> What you will do
Where the word "once" shows up in the entries below, please copy the whole line.

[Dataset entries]
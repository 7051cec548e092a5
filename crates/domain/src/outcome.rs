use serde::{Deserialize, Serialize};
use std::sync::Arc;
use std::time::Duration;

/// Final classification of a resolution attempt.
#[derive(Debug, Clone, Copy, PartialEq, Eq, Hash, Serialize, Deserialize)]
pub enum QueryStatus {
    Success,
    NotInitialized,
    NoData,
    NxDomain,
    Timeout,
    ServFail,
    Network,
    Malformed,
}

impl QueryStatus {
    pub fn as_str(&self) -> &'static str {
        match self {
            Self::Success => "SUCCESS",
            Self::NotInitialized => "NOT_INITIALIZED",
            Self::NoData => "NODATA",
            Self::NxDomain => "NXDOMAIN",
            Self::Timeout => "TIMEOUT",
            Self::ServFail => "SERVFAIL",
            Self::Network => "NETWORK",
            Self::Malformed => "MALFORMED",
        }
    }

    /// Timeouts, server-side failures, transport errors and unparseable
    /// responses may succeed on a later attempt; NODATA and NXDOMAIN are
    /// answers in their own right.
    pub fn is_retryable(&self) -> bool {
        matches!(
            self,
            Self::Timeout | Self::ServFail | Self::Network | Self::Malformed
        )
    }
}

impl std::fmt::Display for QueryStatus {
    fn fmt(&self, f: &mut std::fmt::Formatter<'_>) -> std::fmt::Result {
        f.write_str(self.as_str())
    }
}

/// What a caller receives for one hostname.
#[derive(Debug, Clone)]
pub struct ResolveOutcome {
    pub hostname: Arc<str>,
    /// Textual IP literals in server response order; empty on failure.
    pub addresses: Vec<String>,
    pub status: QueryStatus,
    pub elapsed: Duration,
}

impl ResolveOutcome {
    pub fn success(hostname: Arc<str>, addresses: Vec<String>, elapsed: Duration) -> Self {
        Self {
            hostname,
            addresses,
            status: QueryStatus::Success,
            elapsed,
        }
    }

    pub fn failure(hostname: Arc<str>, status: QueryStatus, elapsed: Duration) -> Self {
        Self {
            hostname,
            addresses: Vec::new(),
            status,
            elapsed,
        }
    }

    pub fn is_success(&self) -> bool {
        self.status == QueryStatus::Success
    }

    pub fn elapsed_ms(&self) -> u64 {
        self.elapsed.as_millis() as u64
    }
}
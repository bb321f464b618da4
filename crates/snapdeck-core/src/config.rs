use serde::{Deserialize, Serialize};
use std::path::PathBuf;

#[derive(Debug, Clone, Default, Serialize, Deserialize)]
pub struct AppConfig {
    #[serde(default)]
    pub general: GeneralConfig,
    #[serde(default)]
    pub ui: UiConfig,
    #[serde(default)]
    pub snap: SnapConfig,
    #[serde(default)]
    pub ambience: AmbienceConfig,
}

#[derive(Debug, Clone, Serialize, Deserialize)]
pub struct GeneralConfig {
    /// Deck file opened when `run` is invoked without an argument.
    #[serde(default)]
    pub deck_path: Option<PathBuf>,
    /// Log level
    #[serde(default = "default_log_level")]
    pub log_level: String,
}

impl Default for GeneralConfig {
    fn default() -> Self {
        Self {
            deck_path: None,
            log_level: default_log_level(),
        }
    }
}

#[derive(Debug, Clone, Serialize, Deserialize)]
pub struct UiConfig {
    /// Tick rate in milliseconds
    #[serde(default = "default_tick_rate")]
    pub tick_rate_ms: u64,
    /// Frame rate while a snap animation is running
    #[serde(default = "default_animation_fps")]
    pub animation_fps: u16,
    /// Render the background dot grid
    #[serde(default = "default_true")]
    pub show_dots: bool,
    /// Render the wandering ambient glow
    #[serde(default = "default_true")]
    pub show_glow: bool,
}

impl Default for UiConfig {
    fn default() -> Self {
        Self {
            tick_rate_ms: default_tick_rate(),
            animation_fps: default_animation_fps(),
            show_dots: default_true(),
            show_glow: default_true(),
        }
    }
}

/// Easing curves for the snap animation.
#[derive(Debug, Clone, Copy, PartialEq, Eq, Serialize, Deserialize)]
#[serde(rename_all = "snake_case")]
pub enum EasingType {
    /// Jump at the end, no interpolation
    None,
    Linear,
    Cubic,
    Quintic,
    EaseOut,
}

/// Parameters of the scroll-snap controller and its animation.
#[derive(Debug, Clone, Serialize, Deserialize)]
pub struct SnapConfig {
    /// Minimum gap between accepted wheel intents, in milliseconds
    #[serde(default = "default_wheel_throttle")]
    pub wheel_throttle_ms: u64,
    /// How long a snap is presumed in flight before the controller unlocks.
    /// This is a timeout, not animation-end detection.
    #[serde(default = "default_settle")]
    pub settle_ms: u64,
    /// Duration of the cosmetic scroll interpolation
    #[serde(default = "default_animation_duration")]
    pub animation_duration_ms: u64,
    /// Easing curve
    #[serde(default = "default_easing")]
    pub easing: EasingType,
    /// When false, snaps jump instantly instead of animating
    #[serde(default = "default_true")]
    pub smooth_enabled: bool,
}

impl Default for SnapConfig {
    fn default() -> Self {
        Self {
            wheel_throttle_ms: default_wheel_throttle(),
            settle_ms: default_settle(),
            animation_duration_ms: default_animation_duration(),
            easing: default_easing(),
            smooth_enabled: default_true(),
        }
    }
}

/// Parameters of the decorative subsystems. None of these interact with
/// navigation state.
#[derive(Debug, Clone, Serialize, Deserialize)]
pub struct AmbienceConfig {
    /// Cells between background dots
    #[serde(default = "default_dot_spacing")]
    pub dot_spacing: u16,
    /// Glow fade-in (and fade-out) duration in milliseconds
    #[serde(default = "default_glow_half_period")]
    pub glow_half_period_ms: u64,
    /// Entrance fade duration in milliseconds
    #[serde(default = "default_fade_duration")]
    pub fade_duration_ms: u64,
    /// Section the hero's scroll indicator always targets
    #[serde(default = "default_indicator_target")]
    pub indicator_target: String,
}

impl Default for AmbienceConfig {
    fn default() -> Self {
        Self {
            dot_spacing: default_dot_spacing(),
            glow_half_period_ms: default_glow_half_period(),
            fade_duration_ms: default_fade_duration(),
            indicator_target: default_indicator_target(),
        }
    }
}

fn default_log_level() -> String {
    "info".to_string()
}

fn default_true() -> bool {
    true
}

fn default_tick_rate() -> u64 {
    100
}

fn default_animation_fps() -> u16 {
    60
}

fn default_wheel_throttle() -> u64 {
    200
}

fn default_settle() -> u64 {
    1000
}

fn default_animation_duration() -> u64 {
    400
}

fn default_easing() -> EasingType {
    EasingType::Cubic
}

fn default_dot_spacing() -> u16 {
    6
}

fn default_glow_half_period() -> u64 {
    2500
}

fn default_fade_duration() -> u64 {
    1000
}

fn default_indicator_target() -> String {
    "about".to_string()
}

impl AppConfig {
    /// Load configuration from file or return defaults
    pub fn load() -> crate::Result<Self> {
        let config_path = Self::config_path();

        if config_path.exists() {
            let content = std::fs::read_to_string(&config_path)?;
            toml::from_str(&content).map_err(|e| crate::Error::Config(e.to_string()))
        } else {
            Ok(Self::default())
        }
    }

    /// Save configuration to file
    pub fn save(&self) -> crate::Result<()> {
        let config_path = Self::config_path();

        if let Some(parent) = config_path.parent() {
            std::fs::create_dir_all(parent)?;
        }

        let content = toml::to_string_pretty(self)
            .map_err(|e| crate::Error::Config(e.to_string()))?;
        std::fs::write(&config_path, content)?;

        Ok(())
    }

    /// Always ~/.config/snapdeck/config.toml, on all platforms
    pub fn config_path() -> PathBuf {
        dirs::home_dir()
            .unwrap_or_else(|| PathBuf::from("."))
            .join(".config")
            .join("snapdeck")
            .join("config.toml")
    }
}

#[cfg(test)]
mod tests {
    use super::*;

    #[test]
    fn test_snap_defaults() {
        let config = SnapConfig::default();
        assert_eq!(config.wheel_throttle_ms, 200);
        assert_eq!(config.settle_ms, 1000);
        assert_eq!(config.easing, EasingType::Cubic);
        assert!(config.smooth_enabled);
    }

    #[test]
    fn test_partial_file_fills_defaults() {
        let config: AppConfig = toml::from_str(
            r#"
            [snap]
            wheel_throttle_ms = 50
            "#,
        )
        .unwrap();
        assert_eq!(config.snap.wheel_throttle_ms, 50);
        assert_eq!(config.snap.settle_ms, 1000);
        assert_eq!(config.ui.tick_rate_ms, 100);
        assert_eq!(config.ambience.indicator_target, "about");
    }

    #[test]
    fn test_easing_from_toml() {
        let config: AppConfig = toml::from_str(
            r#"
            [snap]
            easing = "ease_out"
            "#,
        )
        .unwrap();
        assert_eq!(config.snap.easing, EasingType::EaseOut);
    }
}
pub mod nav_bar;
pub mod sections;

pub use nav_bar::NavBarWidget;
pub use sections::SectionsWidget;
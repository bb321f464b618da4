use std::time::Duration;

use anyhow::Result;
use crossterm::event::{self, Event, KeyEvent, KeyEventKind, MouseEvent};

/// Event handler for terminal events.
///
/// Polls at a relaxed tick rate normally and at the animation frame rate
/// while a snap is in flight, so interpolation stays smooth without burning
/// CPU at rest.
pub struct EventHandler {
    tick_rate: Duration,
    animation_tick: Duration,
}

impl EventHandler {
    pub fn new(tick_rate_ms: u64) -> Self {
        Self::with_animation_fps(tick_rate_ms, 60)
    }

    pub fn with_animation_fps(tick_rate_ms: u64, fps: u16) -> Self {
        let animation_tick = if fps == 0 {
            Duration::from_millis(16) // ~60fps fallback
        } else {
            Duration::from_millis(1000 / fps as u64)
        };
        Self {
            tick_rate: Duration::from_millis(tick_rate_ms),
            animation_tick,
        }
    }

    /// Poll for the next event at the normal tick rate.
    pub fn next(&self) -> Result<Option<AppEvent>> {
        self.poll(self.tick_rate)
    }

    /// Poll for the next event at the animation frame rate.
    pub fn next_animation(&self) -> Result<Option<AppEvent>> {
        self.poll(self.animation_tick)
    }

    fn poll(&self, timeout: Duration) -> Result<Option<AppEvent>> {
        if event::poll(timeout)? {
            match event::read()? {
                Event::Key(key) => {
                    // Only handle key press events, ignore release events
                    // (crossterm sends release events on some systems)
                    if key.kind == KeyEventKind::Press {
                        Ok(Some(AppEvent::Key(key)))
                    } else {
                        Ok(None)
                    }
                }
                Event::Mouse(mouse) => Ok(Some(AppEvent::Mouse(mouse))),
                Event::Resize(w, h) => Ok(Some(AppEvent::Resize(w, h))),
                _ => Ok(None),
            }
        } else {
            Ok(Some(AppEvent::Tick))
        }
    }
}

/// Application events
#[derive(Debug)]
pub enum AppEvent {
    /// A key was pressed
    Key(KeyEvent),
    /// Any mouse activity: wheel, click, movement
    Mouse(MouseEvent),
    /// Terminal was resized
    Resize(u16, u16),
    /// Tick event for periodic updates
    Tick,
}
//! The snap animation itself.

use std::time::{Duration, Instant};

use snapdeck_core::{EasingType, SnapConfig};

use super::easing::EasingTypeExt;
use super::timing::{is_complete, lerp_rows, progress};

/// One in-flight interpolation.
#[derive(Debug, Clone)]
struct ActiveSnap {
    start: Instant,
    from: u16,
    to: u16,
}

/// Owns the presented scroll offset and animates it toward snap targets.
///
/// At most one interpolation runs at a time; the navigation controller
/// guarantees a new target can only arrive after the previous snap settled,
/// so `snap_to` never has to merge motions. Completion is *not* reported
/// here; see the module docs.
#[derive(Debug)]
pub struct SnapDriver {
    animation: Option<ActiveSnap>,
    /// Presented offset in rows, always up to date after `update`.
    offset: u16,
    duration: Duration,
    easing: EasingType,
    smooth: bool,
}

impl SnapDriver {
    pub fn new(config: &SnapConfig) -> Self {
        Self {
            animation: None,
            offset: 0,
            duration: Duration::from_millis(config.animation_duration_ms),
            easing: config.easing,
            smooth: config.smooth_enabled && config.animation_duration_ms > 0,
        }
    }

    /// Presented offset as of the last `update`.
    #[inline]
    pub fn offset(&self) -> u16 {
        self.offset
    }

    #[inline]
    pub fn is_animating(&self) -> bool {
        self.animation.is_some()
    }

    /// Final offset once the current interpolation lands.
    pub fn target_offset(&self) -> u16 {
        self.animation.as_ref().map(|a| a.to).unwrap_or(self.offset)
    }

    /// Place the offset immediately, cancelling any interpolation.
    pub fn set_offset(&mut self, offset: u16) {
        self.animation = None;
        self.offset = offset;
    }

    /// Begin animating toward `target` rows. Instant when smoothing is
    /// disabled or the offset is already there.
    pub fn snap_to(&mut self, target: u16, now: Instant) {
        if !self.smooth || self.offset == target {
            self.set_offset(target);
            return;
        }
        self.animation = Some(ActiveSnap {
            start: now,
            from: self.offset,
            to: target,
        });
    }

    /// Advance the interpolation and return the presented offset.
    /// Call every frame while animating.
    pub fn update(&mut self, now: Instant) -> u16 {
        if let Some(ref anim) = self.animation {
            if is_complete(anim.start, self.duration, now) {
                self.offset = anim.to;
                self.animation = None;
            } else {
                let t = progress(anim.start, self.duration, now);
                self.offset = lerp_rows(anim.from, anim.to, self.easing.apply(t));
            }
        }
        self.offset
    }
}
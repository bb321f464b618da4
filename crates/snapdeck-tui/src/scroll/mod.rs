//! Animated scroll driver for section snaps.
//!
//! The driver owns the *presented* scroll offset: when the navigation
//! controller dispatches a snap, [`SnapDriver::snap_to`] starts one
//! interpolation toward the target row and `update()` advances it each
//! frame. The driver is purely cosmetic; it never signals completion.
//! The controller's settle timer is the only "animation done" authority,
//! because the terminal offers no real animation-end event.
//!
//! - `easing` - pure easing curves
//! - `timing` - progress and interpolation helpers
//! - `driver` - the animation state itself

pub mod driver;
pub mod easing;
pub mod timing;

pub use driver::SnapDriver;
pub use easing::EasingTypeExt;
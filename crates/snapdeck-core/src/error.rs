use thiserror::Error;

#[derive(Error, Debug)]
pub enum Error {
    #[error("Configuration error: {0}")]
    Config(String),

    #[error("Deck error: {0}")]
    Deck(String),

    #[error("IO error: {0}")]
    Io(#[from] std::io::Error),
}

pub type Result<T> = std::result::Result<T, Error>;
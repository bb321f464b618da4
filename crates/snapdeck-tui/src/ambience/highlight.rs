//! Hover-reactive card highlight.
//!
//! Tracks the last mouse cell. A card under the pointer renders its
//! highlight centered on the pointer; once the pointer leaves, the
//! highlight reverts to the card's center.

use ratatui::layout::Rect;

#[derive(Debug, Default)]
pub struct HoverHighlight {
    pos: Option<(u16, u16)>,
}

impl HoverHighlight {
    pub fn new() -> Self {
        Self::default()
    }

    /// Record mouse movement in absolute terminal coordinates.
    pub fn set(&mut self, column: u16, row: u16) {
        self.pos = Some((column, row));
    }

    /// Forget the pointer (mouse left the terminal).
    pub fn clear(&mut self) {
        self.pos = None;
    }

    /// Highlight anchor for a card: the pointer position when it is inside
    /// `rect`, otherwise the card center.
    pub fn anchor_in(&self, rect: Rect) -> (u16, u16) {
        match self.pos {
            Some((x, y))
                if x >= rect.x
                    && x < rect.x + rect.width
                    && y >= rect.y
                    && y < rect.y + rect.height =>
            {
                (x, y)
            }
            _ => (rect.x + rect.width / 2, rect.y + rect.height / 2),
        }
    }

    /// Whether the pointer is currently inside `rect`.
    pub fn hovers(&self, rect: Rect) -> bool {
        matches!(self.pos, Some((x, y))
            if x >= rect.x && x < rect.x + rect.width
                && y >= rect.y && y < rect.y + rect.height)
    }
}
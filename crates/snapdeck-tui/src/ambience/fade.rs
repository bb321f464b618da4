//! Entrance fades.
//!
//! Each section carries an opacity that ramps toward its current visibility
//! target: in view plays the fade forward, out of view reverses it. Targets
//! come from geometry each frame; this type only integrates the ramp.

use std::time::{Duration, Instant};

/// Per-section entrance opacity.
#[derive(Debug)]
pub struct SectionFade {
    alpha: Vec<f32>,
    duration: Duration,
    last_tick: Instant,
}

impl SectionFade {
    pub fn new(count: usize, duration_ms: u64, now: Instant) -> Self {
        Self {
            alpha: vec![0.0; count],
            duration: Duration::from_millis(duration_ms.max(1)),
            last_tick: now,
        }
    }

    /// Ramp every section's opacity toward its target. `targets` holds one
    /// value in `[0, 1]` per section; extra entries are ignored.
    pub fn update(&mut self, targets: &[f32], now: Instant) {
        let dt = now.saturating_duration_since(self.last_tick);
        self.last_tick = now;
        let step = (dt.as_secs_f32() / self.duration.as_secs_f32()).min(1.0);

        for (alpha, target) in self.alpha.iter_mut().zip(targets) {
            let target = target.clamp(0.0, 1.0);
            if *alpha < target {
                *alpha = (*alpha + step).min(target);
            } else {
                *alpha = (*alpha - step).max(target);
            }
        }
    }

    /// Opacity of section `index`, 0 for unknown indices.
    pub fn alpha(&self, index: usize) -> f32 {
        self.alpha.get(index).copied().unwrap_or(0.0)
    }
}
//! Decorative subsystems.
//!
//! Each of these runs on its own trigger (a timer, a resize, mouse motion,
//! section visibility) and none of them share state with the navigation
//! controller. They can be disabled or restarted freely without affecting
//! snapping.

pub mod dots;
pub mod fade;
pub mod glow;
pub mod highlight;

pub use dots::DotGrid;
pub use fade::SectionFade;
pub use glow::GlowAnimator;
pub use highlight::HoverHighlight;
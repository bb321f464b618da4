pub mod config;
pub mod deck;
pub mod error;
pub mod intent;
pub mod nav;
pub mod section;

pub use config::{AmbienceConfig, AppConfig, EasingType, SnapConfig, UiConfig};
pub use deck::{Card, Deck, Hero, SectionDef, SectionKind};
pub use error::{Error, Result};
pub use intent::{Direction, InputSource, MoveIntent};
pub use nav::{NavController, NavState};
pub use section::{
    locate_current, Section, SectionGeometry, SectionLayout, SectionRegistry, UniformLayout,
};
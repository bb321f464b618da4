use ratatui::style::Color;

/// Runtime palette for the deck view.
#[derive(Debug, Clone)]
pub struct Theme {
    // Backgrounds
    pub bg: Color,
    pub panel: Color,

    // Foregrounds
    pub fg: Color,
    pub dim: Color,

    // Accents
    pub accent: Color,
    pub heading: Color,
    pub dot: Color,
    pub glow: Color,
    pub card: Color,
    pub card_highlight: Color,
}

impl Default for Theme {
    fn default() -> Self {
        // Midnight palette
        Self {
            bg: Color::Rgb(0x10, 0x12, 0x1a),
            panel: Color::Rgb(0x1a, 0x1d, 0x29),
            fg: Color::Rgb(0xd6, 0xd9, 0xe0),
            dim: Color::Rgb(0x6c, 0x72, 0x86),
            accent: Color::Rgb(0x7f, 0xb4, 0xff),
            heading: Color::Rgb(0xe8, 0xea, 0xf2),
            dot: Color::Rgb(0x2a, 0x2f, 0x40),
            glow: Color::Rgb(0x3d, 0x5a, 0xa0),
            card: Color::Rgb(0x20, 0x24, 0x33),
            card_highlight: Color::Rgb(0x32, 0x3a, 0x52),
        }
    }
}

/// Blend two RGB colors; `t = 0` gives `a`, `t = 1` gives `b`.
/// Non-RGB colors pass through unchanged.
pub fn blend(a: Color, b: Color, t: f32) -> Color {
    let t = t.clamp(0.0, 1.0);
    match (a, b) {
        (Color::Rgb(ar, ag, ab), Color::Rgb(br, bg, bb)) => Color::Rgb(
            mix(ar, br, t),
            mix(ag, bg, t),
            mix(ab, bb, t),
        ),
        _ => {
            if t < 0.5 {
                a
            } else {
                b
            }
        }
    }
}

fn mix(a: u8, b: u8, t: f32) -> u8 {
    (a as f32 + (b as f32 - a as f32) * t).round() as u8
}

> Solution to the exercise
    /// Final offset once the current interpolation lands.
//! highlight centered on the pointer; once the pointer leaves, the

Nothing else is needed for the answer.